(Exercise directions): The lines to reproduce run from the first one below to the line containing "pub enum PolicyScope", both included. Reproduce them exactly and nothing else.

(Dataset records):
//! Password policy model - scoped validation and lockout parameters.

use chrono::{DateTime, Utc};
use serde::{Deserialize, Serialize};
use uuid::Uuid;

/// Where a policy applies. At most one active policy exists per scope key;
/// the system scope is the fallback for users with no role or organization
/// binding.
#[derive(Debug, Clone, PartialEq, Eq, Serialize, Deserialize)]
#[serde(rename_all = "lowercase", tag = "kind", content = "id")]
pub enum PolicyScope {
    System,
    Organization(Uuid),
    Role(Uuid),
}

impl PolicyScope {
    pub fn as_kind(&self) -> &'static str {
        match self {
            PolicyScope::System => "system",
            PolicyScope::Organization(_) => "organization",
            PolicyScope::Role(_) => "role",
        }
    }

    pub fn scope_id(&self) -> Option<Uuid> {
        match self {
            PolicyScope::System => None,
            PolicyScope::Organization(id) | PolicyScope::Role(id) => Some(*id),
        }
    }
}

/// Password policy entity.
#[derive(Debug, Clone, Serialize, Deserialize)]
pub struct PasswordPolicy {
    pub policy_id: Uuid,
    /// Unique among active policies.
    pub name: String,
    pub scope: PolicyScope,
    pub min_length: u32,
    pub require_uppercase: bool,
    pub require_lowercase: bool,
    pub require_numbers: bool,
    pub require_special_chars: bool,
    /// How many prior password hashes are disallowed for reuse. Zero
    /// disables the reuse check.
    pub prevent_reuse: u32,
    /// Days before a password must be rotated. None disables expiry.
    pub max_age_days: Option<u32>,
    /// Failed attempts within the rolling window before lockout. None
    /// disables lockout entirely.
    pub lockout_threshold: Option<u32>,
    /// Lockout duration in minutes. Falls back to the configured default
    /// when a threshold is set without a duration.
    pub lockout_duration_minutes: Option<u32>,
    /// Cap on concurrently active sessions; exceeding logins evict the
    /// oldest active session. None disables the cap.
    pub max_concurrent_sessions: Option<u32>,
    pub is_active: bool,
    pub created_utc: DateTime<Utc>,
}

impl PasswordPolicy {
    /// Create a policy with the baseline requirements (8 chars, mixed case
    /// and numbers). Callers adjust fields from there.
    pub fn new(name: impl Into<String>, scope: PolicyScope) -> Self {
        Self {
            policy_id: Uuid::new_v4(),
            name: name.into(),
            scope,
            min_length: 8,
            require_uppercase: true,
            require_lowercase: true,
            require_numbers: true,
            require_special_chars: false,
            prevent_reuse: 0,
            max_age_days: None,
            lockout_threshold: None,
            lockout_duration_minutes: None,
            max_concurrent_sessions: None,
            is_active: true,
            created_utc: Utc::now(),
        }
    }
}

/// One prior password hash for a user. Append-only; reuse checks walk these
/// newest-first.
#[derive(Debug, Clone)]
pub struct PasswordHistoryEntry {
    pub user_id: Uuid,
    pub password_hash: String,
    pub created_utc: DateTime<Utc>,
}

(Answer area):
//! Password policy model - scoped validation and lockout parameters.

use chrono::{DateTime, Utc};
use serde::{Deserialize, Serialize};
use uuid::Uuid;

/// Where a policy applies. At most one active policy exists per scope key;
/// the system scope is the fallback for users with no role or organization
/// binding.
#[derive(Debug, Clone, PartialEq, Eq, Serialize, Deserialize)]
#[serde(rename_all = "lowercase", tag = "kind", content = "id")]
pub enum PolicyScope {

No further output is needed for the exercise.